To date, the screening of more than 10,000 potential anti-Wolbachia compounds has revealed about 50 potential targets, leading to identification of about six types of molecules with anti-infective potential. Researchers will focus on two of these proposed chemical groups. The grantees plan a 12-month, head-to-head comparison of the two leading chemical types, with the goal of identifying a single candidate for potential drug development within one to two years.

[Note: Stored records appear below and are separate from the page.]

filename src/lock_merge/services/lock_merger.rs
use crate::lock_merge::domain::{Lock, Lockfile, PackageName};
use crate::lock_merge::policies::DevImportBase;
use crate::shared::error::LockError;
use sha2::{Digest, Sha256};
use std::collections::BTreeMap;

/// Name-keyed lock entries; iteration order is the published order
type LockTable = BTreeMap<PackageName, Lock>;

/// LockMerger service merging a base lock file with an override lock file
///
/// Override entries win on every scalar field; the base only contributes
/// subpackages of same-named entries. Output lists are sorted by name, so
/// equal inputs always give equal outputs. Inputs are borrowed and never
/// modified.
#[derive(Debug, Clone, Copy, Default)]
pub struct LockMerger {
    dev_import_base: DevImportBase,
}

impl LockMerger {
    pub fn new(dev_import_base: DevImportBase) -> Self {
        Self { dev_import_base }
    }

    pub fn dev_import_base(&self) -> DevImportBase {
        self.dev_import_base
    }

    /// Merges `overrides` on top of `base`
    ///
    /// The merged hash is `sha256_hex(base.hash ++ overrides.hash)`, a
    /// fingerprint of the pair of source hashes rather than of the result.
    /// The merged `updated` timestamp is the later of the two inputs'.
    ///
    /// # Errors
    /// Returns `LockError::Construction` if the merged lists cannot form a
    /// valid lock file.
    pub fn merge(&self, base: &Lockfile, overrides: &Lockfile) -> Result<Lockfile, LockError> {
        let base_imports = index(base.imports());
        let mut imports = base_imports.clone();
        apply_overrides(&mut imports, overrides.imports(), &base_imports);

        let base_dev_imports = index(base.dev_imports());
        let mut dev_imports = base_dev_imports.clone();
        let dev_lookup = match self.dev_import_base {
            DevImportBase::DevImports => &base_dev_imports,
            DevImportBase::Imports => &imports,
        };
        apply_overrides(&mut dev_imports, overrides.dev_imports(), dev_lookup);

        let lockfile = Lockfile::new(
            flatten(imports),
            flatten(dev_imports),
            combine_hashes(base.hash(), overrides.hash()),
        )?;

        Ok(lockfile.with_updated_opt(base.updated().max(overrides.updated())))
    }

    /// Merges one override entry with the same-named base entry, if any
    ///
    /// The result is a copy of `overrides`. With a base entry present its
    /// subpackages become the sorted, de-duplicated union of both entries'.
    pub fn merge_entry(base: Option<&Lock>, overrides: &Lock) -> Lock {
        let mut merged = overrides.clone();
        let Some(base) = base else {
            return merged;
        };

        let mut subpackages =
            Vec::with_capacity(merged.subpackages().len() + base.subpackages().len());
        subpackages.extend(merged.subpackages().iter().cloned());
        subpackages.extend(base.subpackages().iter().cloned());
        subpackages.sort();
        subpackages.dedup();

        merged.set_subpackages(subpackages);
        merged
    }
}

/// Fingerprint of a merge: hex SHA-256 over `base` followed by `overrides`
pub fn combine_hashes(base: &str, overrides: &str) -> String {
    let mut hasher = Sha256::new();
    hasher.update(base.as_bytes());
    hasher.update(overrides.as_bytes());
    format!("{:x}", hasher.finalize())
}

fn index(locks: &[Lock]) -> LockTable {
    locks
        .iter()
        .map(|lock| (lock.name().clone(), lock.clone()))
        .collect()
}

/// Writes each override into `table`, merged with its entry in `base_lookup`
fn apply_overrides(table: &mut LockTable, overrides: &[Lock], base_lookup: &LockTable) {
    for lock in overrides {
        let merged = LockMerger::merge_entry(base_lookup.get(lock.name()), lock);
        table.insert(lock.name().clone(), merged);
    }
}

fn flatten(table: LockTable) -> Vec<Lock> {
    table.into_values().map(Lock::pinned).collect()
}
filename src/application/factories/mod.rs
mod formatter_factory;
mod presenter_factory;

pub use formatter_factory::FormatterFactory;
pub use presenter_factory::{PresenterFactory, PresenterType};
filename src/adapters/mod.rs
/// Adapters layer - Infrastructure implementations
///
/// This layer contains concrete implementations of the ports, providing
/// the actual integration with the filesystem, the terminal and glide.
pub mod outbound;
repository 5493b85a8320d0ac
/// Console adapters for user feedback on stderr
mod progress_reporter;

pub use progress_reporter::StderrProgressReporter;
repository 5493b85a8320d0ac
//! Configuration file support for lock-transitive.
//!
//! Provides YAML-based configuration through `lock-transitive.config.yml`
//! files, including data structures, file loading, and validation.

use anyhow::{bail, Context};
use serde::Deserialize;
use std::collections::HashMap;
use std::path::{Path, PathBuf};

use crate::application::dto::OutputFormat;
use crate::lock_merge::policies::DevImportBase;
use crate::shared::Result;

pub const CONFIG_FILENAME: &str = "lock-transitive.config.yml";

/// Top-level configuration file schema.
#[derive(Debug, Deserialize, Default)]
pub struct ConfigFile {
    /// Project lock file name, `glide.lock` when unset
    pub lock_file: Option<String>,
    /// Root of glide's repository cache
    pub cache_dir: Option<PathBuf>,
    /// glide executable
    pub glide_command: Option<String>,
    /// `dev_imports` or `imports`
    pub dev_import_base: Option<String>,
    /// `yaml` or `json`, for lock-merge output
    pub format: Option<String>,
    /// Captures unknown fields for warnings.
    #[serde(flatten)]
    pub unknown_fields: HashMap<String, serde_yaml_ng::Value>,
}

impl ConfigFile {
    pub fn dev_import_base(&self) -> Result<Option<DevImportBase>> {
        self.dev_import_base
            .as_deref()
            .map(|value| value.parse::<DevImportBase>().map_err(Into::into))
            .transpose()
    }

    pub fn format(&self) -> Result<Option<OutputFormat>> {
        self.format
            .as_deref()
            .map(|value| value.parse::<OutputFormat>().map_err(anyhow::Error::msg))
            .transpose()
    }
}

/// Load config from an explicit path. Returns an error if the file is not found.
pub fn load_config_from_path(path: &Path) -> Result<ConfigFile> {
    let content = std::fs::read_to_string(path).with_context(|| {
        format!(
            "Failed to read config file: {}\n\n💡 Hint: Check that the file exists and is readable.",
            path.display()
        )
    })?;

    let config: ConfigFile = serde_yaml_ng::from_str(&content).with_context(|| {
        format!(
            "Failed to parse config file: {}\n\n💡 Hint: Ensure the file contains valid YAML syntax.",
            path.display()
        )
    })?;

    validate_config(&config)
        .with_context(|| format!("Invalid config file: {}", path.display()))?;
    warn_unknown_fields(&config);

    Ok(config)
}

/// Auto-discover config in a directory. Returns `None` silently if not found.
pub fn discover_config(dir: &Path) -> Result<Option<ConfigFile>> {
    let config_path = dir.join(CONFIG_FILENAME);

    if !config_path.exists() {
        return Ok(None);
    }

    let config = load_config_from_path(&config_path)?;
    Ok(Some(config))
}

/// Validate the loaded configuration.
fn validate_config(config: &ConfigFile) -> Result<()> {
    if let Some(ref lock_file) = config.lock_file {
        let name = lock_file.trim();
        if name.is_empty() || name.contains(['/', '\\']) || name == "." || name == ".." {
            bail!(
                "Invalid config: lock_file must be a plain file name, got {:?}.\n\n\
                 💡 Hint: Use a name such as \"glide.lock\"; it is looked up in the project directory.",
                lock_file
            );
        }
    }

    if let Some(ref command) = config.glide_command {
        if command.trim().is_empty() {
            bail!(
                "Invalid config: glide_command must not be empty.\n\n\
                 💡 Hint: Remove the key to use \"glide\" from your PATH."
            );
        }
    }

    config.dev_import_base()?;
    config.format()?;
    Ok(())
}

/// Warn about unknown fields in the config file.
fn warn_unknown_fields(config: &ConfigFile) {
    let mut keys: Vec<&String> = config.unknown_fields.keys().collect();
    keys.sort();
    for key in keys {
        eprintln!(
            "⚠️  Warning: Unknown config field '{}' will be ignored.",
            key
        );
    }
}
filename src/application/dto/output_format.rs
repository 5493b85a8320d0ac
/// Output format enumeration for rendered lock files
///
/// Both the CLI (inbound adapter) and formatters (outbound adapters) need to
/// understand it, so it lives in the application layer.
#[derive(Debug, Clone, Copy, PartialEq, Eq, Default)]
pub enum OutputFormat {
    /// glide.lock YAML (default)
    #[default]
    Yaml,
    /// The same document as JSON
    Json,
}

impl std::str::FromStr for OutputFormat {
    type Err = String;

    fn from_str(s: &str) -> Result<Self, Self::Err> {
        match s.to_lowercase().as_str() {
            "yaml" | "yml" => Ok(OutputFormat::Yaml),
            "json" => Ok(OutputFormat::Json),
            _ => Err(format!(
                "Invalid format: {}. Please specify 'yaml' or 'json'",
                s
            )),
        }
    }
}

impl std::fmt::Display for OutputFormat {
    fn fmt(&self, f: &mut std::fmt::Formatter<'_>) -> std::fmt::Result {
        match self {
            OutputFormat::Yaml => write!(f, "yaml"),
            OutputFormat::Json => write!(f, "json"),
        }
    }
}
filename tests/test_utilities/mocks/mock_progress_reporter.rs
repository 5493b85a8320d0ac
use lock_transitive::prelude::*;

/// Mock ProgressReporter for testing that captures messages
#[derive(Default, Clone)]
pub struct MockProgressReporter {
    pub messages: std::sync::Arc<std::sync::Mutex<Vec<String>>>,
}

impl MockProgressReporter {
    pub fn new() -> Self {
        Self {
            messages: std::sync::Arc::new(std::sync::Mutex::new(Vec::new())),
        }
    }

    pub fn get_messages(&self) -> Vec<String> {
        self.messages.lock().unwrap().clone()
    }

    pub fn message_count(&self) -> usize {
        self.messages.lock().unwrap().len()
    }
}

impl ProgressReporter for MockProgressReporter {
    fn report(&self, message: &str) {
        self.messages.lock().unwrap().push(message.to_string());
    }

    fn report_progress(&self, current: usize, total: usize, message: Option<&str>) {
        let msg = if let Some(m) = message {
            format!("Progress: {}/{} - {}", current, total, m)
        } else {
            format!("Progress: {}/{}", current, total)
        };
        self.messages.lock().unwrap().push(msg);
    }

    fn report_error(&self, message: &str) {
        self.messages
            .lock()
            .unwrap()
            .push(format!("Error: {}", message));
    }

    fn report_completion(&self, message: &str) {
        self.messages
            .lock()
            .unwrap()
            .push(format!("Completed: {}", message));
    }
}
use crate::lock_merge::domain::Lockfile;
use crate::shared::Result;
use std::path::Path;

/// LockfileWriter port for persisting lock files
pub trait LockfileWriter {
    /// Serializes `lockfile` and replaces the file at `path` with it
    ///
    /// # Errors
    /// Returns an error if serialization fails or the file cannot be written
    fn write_lockfile(&self, path: &Path, lockfile: &Lockfile) -> Result<()>;
}
mod dev_import_base;

pub use dev_import_base::DevImportBase;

GHIT also announced additional funding of $5.65 million for work on a novel vaccine candidate to combat tuberculosis co-developed by the National Institute of Biomedical Innovation, Japan’s Create Vaccine and Aeras, an international nonprofit biotech based in Washington, DC. GHIT provided the partnership an initial grant of $700,000 for this work in November 2013. The additional funding will allow for further preclinical development to advance to a phase I clinical trial to test its safety and immunogenicity. The vaccine candidate is focused on enhancing mucosal immunity to act as the first line of resistance against infection with tuberculosis, the first to target the patient's mucous membranes to keep TB from making an entry into the lungs. BCG was invented nearly 90 years ago and provides insufficient protection to teenagers and adults, the group with the highest TB burden.
The GHIT Fund's Hit-to-Lead Platform provides a budget of $2.2 million over a period of two years with the goal of converting drug “hits” from the compound libraries of Japanese pharmaceutical companies into “lead compounds”—chemicals that show promise as anti-infectives but likely require further chemical modification before they can be tested as human drugs. This new program will help researchers find promising drug compounds that can fight deadly and debilitating infectious diseases.
“Japanese pharmaceutical companies and research institutes have considerable resources—including compound libraries that have yet to be screened to see what they might have to offer for infectious diseases like malaria, tuberculosis and neglected diseases,” said Kiyoshi Kurokawa, chair of the board of the GHIT Fund. “The Hit-to-Lead Platform will expand the drug pipeline for these diseases by bringing forward compounds that have not been previously screened or that are known to target mechanisms of action in a new and more effective way.”
The Hit-to-Lead Platform will essentially provide a bridge from early drug discovery into GHIT's typical grant phase, which begins with the optimization of these lead compounds.